* [Directions]:
Set every line of the listing down again, keeping it identical.

* [Records]:
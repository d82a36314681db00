use serde::{Deserialize, Serialize};

/// A command-line argument passed by a scheme action
#[derive(Debug, Clone, PartialEq, Eq, Hash, Serialize, Deserialize)]
pub struct CommandLineArgument {
    pub value: String,
    pub enabled: bool,
}

impl CommandLineArgument {
    pub fn new(value: impl Into<String>, enabled: bool) -> Self {
        Self {
            value: value.into(),
            enabled,
        }
    }
}

/// An environment variable set by a scheme action
#[derive(Debug, Clone, PartialEq, Eq, Hash, Serialize, Deserialize)]
pub struct EnvironmentVariable {
    pub key: String,
    pub value: String,
    pub enabled: bool,
}

impl EnvironmentVariable {
    pub fn new(key: impl Into<String>, value: impl Into<String>, enabled: bool) -> Self {
        Self {
            key: key.into(),
            value: value.into(),
            enabled,
        }
    }

    /// Variables prepended when an action opts into default environment
    pub fn defaults() -> Vec<EnvironmentVariable> {
        vec![
            EnvironmentVariable::new("BUILD_WORKING_DIRECTORY", "$(BUILT_PRODUCTS_DIR)", true),
            EnvironmentVariable::new(
                "BUILD_WORKSPACE_DIRECTORY",
                "$(BUILD_WORKSPACE_DIRECTORY)",
                true,
            ),
        ]
    }
}

/// Prepends the default environment variables ahead of `variables`
pub fn prepend_default_environment(variables: &mut Vec<EnvironmentVariable>) {
    variables.splice(0..0, EnvironmentVariable::defaults());
}
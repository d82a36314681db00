pub mod generate;
pub mod inputs;
pub mod resolve;

pub use generate::generate_command;
pub use inputs::load_inputs;
pub use resolve::resolve_command;
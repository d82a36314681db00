use serde::{Deserialize, Serialize};
use std::collections::HashMap;
use std::path::Path;

use crate::error::{Error, Result};
use crate::types::{BuildableReference, Target, TargetId, TargetsById};

pub const DEFAULT_XCODE_CONFIGURATION: &str = "Debug";

fn default_xcode_configuration() -> String {
    DEFAULT_XCODE_CONFIGURATION.to_string()
}

/// How an extension is launched through its host
#[derive(Debug, Clone, PartialEq, Eq, Serialize, Deserialize)]
#[serde(rename_all = "snake_case")]
pub struct ExtensionPointIdentifier {
    pub debugging_mode: u32,
    pub remote_bundle_identifier: String,
}

/// On-disk project model, as written by the build system integration
#[derive(Debug, Clone, Default, Serialize, Deserialize)]
#[serde(rename_all = "snake_case")]
pub struct ProjectModel {
    #[serde(default = "default_xcode_configuration")]
    pub default_xcode_configuration: String,
    #[serde(default)]
    pub targets: Vec<Target>,
    /// Extension target ID -> target IDs allowed to host it
    #[serde(default)]
    pub extension_host_ids: HashMap<TargetId, Vec<TargetId>>,
    #[serde(default)]
    pub extension_point_identifiers: HashMap<TargetId, ExtensionPointIdentifier>,
    #[serde(default)]
    pub transitive_preview_references: HashMap<TargetId, Vec<BuildableReference>>,
}

impl ProjectModel {
    pub fn load_from_file(path: &Path) -> Result<Self> {
        tracing::debug!("Loading project model from {:?}", path);
        let contents = std::fs::read_to_string(path)?;
        Self::from_json(&contents)
    }

    pub fn from_json(contents: &str) -> Result<Self> {
        serde_json::from_str(contents)
            .map_err(|e| Error::Config(format!("Failed to parse project model: {e}")))
    }

    /// Indexes the targets by ID, rejecting duplicate IDs
    pub fn into_project(self) -> Result<Project> {
        let mut targets_by_id = TargetsById::with_capacity(self.targets.len());
        for target in self.targets {
            if let Some(existing) = targets_by_id.insert(target.id.clone(), target) {
                return Err(Error::Config(format!(
                    "Duplicate target ID in project model: {}",
                    existing.id
                )));
            }
        }

        tracing::debug!("Project model has {} targets", targets_by_id.len());
        Ok(Project {
            default_xcode_configuration: self.default_xcode_configuration,
            targets_by_id,
            extension_host_ids: self.extension_host_ids,
            extension_point_identifiers: self.extension_point_identifiers,
            transitive_preview_references: self.transitive_preview_references,
        })
    }
}

/// Project model with targets indexed for lookup
#[derive(Debug, Clone, Default)]
pub struct Project {
    pub default_xcode_configuration: String,
    pub targets_by_id: TargetsById,
    pub extension_host_ids: HashMap<TargetId, Vec<TargetId>>,
    pub extension_point_identifiers: HashMap<TargetId, ExtensionPointIdentifier>,
    pub transitive_preview_references: HashMap<TargetId, Vec<BuildableReference>>,
}

impl Project {
    pub fn load_from_file(path: &Path) -> Result<Self> {
        ProjectModel::load_from_file(path)?.into_project()
    }
}

#[cfg(test)]
mod tests {
    use super::*;
    use crate::types::ProductType;
    use std::fs;
    use tempfile::TempDir;

    const MODEL: &str = r#"{
        "targets": [
            {
                "id": "//app:App",
                "label": "//app:App",
                "product_type": "com.apple.product-type.application",
                "buildable_reference": {
                    "blueprint_identifier": "A1",
                    "buildable_name": "App.app",
                    "blueprint_name": "App",
                    "referenced_container": "container:App.xcodeproj"
                }
            },
            {
                "id": "//app:Widget",
                "product_type": "com.apple.product-type.app-extension",
                "buildable_reference": {
                    "blueprint_identifier": "W1",
                    "buildable_name": "Widget.appex",
                    "blueprint_name": "Widget",
                    "referenced_container": "container:App.xcodeproj"
                }
            }
        ],
        "extension_host_ids": { "//app:Widget": ["//app:App"] },
        "extension_point_identifiers": {
            "//app:Widget": { "debugging_mode": 2, "remote_bundle_identifier": "com.apple.springboard" }
        }
    }"#;

    #[test]
    fn test_load_project_model() {
        let temp_dir = TempDir::new().unwrap();
        let path = temp_dir.path().join("project.json");
        fs::write(&path, MODEL).unwrap();

        let project = Project::load_from_file(&path).unwrap();

        assert_eq!(project.default_xcode_configuration, "Debug");
        assert_eq!(project.targets_by_id.len(), 2);
        let widget = &project.targets_by_id[&TargetId::from("//app:Widget")];
        assert_eq!(widget.product_type, ProductType::AppExtension);
        assert!(widget.label.is_empty());
        assert_eq!(
            project.extension_host_ids[&TargetId::from("//app:Widget")],
            vec![TargetId::from("//app:App")]
        );
        assert!(project.transitive_preview_references.is_empty());
    }

    #[test]
    fn test_duplicate_target_ids_are_rejected() {
        let mut model = ProjectModel::from_json(MODEL).unwrap();
        let duplicate = model.targets[0].clone();
        model.targets.push(duplicate);

        let err = model.into_project().unwrap_err();
        assert!(matches!(err, Error::Config(_)));
    }

    #[test]
    fn test_invalid_json_is_config_error() {
        let err = ProjectModel::from_json("{ not json").unwrap_err();
        assert!(err.to_string().starts_with("Configuration error: Failed to parse project model"));
    }
}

* [Answer section]:
repository d82a36314681db00
use serde::{Deserialize, Serialize};

/// A command-line argument passed by a scheme action
#[derive(Debug, Clone, PartialEq, Eq, Hash, Serialize, Deserialize)]
pub struct CommandLineArgument {
    pub value: String,
    pub enabled: bool,
}

impl CommandLineArgument {
    pub fn new(value: impl Into<String>, enabled: bool) -> Self {
        Self {
            value: value.into(),
            enabled,
        }
    }
}

/// An environment variable set by a scheme action
#[derive(Debug, Clone, PartialEq, Eq, Hash, Serialize, Deserialize)]
pub struct EnvironmentVariable {
    pub key: String,
    pub value: String,
    pub enabled: bool,
}

impl EnvironmentVariable {
    pub fn new(key: impl Into<String>, value: impl Into<String>, enabled: bool) -> Self {
        Self {
            key: key.into(),
            value: value.into(),
            enabled,
        }
    }

    /// Variables prepended when an action opts into default environment
    pub fn defaults() -> Vec<EnvironmentVariable> {
        vec![
            EnvironmentVariable::new("BUILD_WORKING_DIRECTORY", "$(BUILT_PRODUCTS_DIR)", true),
            EnvironmentVariable::new(
                "BUILD_WORKSPACE_DIRECTORY",
                "$(BUILD_WORKSPACE_DIRECTORY)",
                true,
            ),
        ]
    }
}

/// Prepends the default environment variables ahead of `variables`
pub fn prepend_default_environment(variables: &mut Vec<EnvironmentVariable>) {
    variables.splice(0..0, EnvironmentVariable::defaults());
}
repository d82a36314681db00
pub mod generate;
pub mod inputs;
pub mod resolve;

pub use generate::generate_command;
pub use inputs::load_inputs;
pub use resolve::resolve_command;
repository d82a36314681db00
use serde::{Deserialize, Serialize};
use std::collections::HashMap;
use std::path::Path;

use crate::error::{Error, Result};
use crate::types::{BuildableReference, Target, TargetId, TargetsById};

pub const DEFAULT_XCODE_CONFIGURATION: &str = "Debug";

fn default_xcode_configuration() -> String {
    DEFAULT_XCODE_CONFIGURATION.to_string()
}

/// How an extension is launched through its host
#[derive(Debug, Clone, PartialEq, Eq, Serialize, Deserialize)]
#[serde(rename_all = "snake_case")]
pub struct ExtensionPointIdentifier {
    pub debugging_mode: u32,
    pub remote_bundle_identifier: String,
}

/// On-disk project model, as written by the build system integration
#[derive(Debug, Clone, Default, Serialize, Deserialize)]
#[serde(rename_all = "snake_case")]
pub struct ProjectModel {
    #[serde(default = "default_xcode_configuration")]
    pub default_xcode_configuration: String,
    #[serde(default)]
    pub targets: Vec<Target>,
    /// Extension target ID -> target IDs allowed to host it
    #[serde(default)]
    pub extension_host_ids: HashMap<TargetId, Vec<TargetId>>,
    #[serde(default)]
    pub extension_point_identifiers: HashMap<TargetId, ExtensionPointIdentifier>,
    #[serde(default)]
    pub transitive_preview_references: HashMap<TargetId, Vec<BuildableReference>>,
}

impl ProjectModel {
    pub fn load_from_file(path: &Path) -> Result<Self> {
        tracing::debug!("Loading project model from {:?}", path);
        let contents = std::fs::read_to_string(path)?;
        Self::from_json(&contents)
    }

    pub fn from_json(contents: &str) -> Result<Self> {
        serde_json::from_str(contents)
            .map_err(|e| Error::Config(format!("Failed to parse project model: {e}")))
    }

    /// Indexes the targets by ID, rejecting duplicate IDs
    pub fn into_project(self) -> Result<Project> {
        let mut targets_by_id = TargetsById::with_capacity(self.targets.len());
        for target in self.targets {
            if let Some(existing) = targets_by_id.insert(target.id.clone(), target) {
                return Err(Error::Config(format!(
                    "Duplicate target ID in project model: {}",
                    existing.id
                )));
            }
        }

        tracing::debug!("Project model has {} targets", targets_by_id.len());
        Ok(Project {
            default_xcode_configuration: self.default_xcode_configuration,
            targets_by_id,
            extension_host_ids: self.extension_host_ids,
            extension_point_identifiers: self.extension_point_identifiers,
            transitive_preview_references: self.transitive_preview_references,
        })
    }
}

/// Project model with targets indexed for lookup
#[derive(Debug, Clone, Default)]
pub struct Project {
    pub default_xcode_configuration: String,
    pub targets_by_id: TargetsById,
    pub extension_host_ids: HashMap<TargetId, Vec<TargetId>>,
    pub extension_point_identifiers: HashMap<TargetId, ExtensionPointIdentifier>,
    pub transitive_preview_references: HashMap<TargetId, Vec<BuildableReference>>,
}

impl Project {
    pub fn load_from_file(path: &Path) -> Result<Self> {
        ProjectModel::load_from_file(path)?.into_project()
    }
}

#[cfg(test)]
mod tests {
    use super::*;
    use crate::types::ProductType;
    use std::fs;
    use tempfile::TempDir;

    const MODEL: &str = r#"{
        "targets": [
            {
                "id": "//app:App",
                "label": "//app:App",
                "product_type": "com.apple.product-type.application",
                "buildable_reference": {
                    "blueprint_identifier": "A1",
                    "buildable_name": "App.app",
                    "blueprint_name": "App",
                    "referenced_container": "container:App.xcodeproj"
                }
            },
            {
                "id": "//app:Widget",
                "product_type": "com.apple.product-type.app-extension",
                "buildable_reference": {
                    "blueprint_identifier": "W1",
                    "buildable_name": "Widget.appex",
                    "blueprint_name": "Widget",
                    "referenced_container": "container:App.xcodeproj"
                }
            }
        ],
        "extension_host_ids": { "//app:Widget": ["//app:App"] },
        "extension_point_identifiers": {
            "//app:Widget": { "debugging_mode": 2, "remote_bundle_identifier": "com.apple.springboard" }
        }
    }"#;

    #[test]
    fn test_load_project_model() {
        let temp_dir = TempDir::new().unwrap();
        let path = temp_dir.path().join("project.json");
        fs::write(&path, MODEL).unwrap();

        let project = Project::load_from_file(&path).unwrap();

        assert_eq!(project.default_xcode_configuration, "Debug");
        assert_eq!(project.targets_by_id.len(), 2);
        let widget = &project.targets_by_id[&TargetId::from("//app:Widget")];
        assert_eq!(widget.product_type, ProductType::AppExtension);
        assert!(widget.label.is_empty());
        assert_eq!(
            project.extension_host_ids[&TargetId::from("//app:Widget")],
            vec![TargetId::from("//app:App")]
        );
        assert!(project.transitive_preview_references.is_empty());
    }

    #[test]
    fn test_duplicate_target_ids_are_rejected() {
        let mut model = ProjectModel::from_json(MODEL).unwrap();
        let duplicate = model.targets[0].clone();
        model.targets.push(duplicate);

        let err = model.into_project().unwrap_err();
        assert!(matches!(err, Error::Config(_)));
    }

    #[test]
    fn test_invalid_json_is_config_error() {
        let err = ProjectModel::from_json("{ not json").unwrap_err();
        assert!(err.to_string().starts_with("Configuration error: Failed to parse project model"));
    }
}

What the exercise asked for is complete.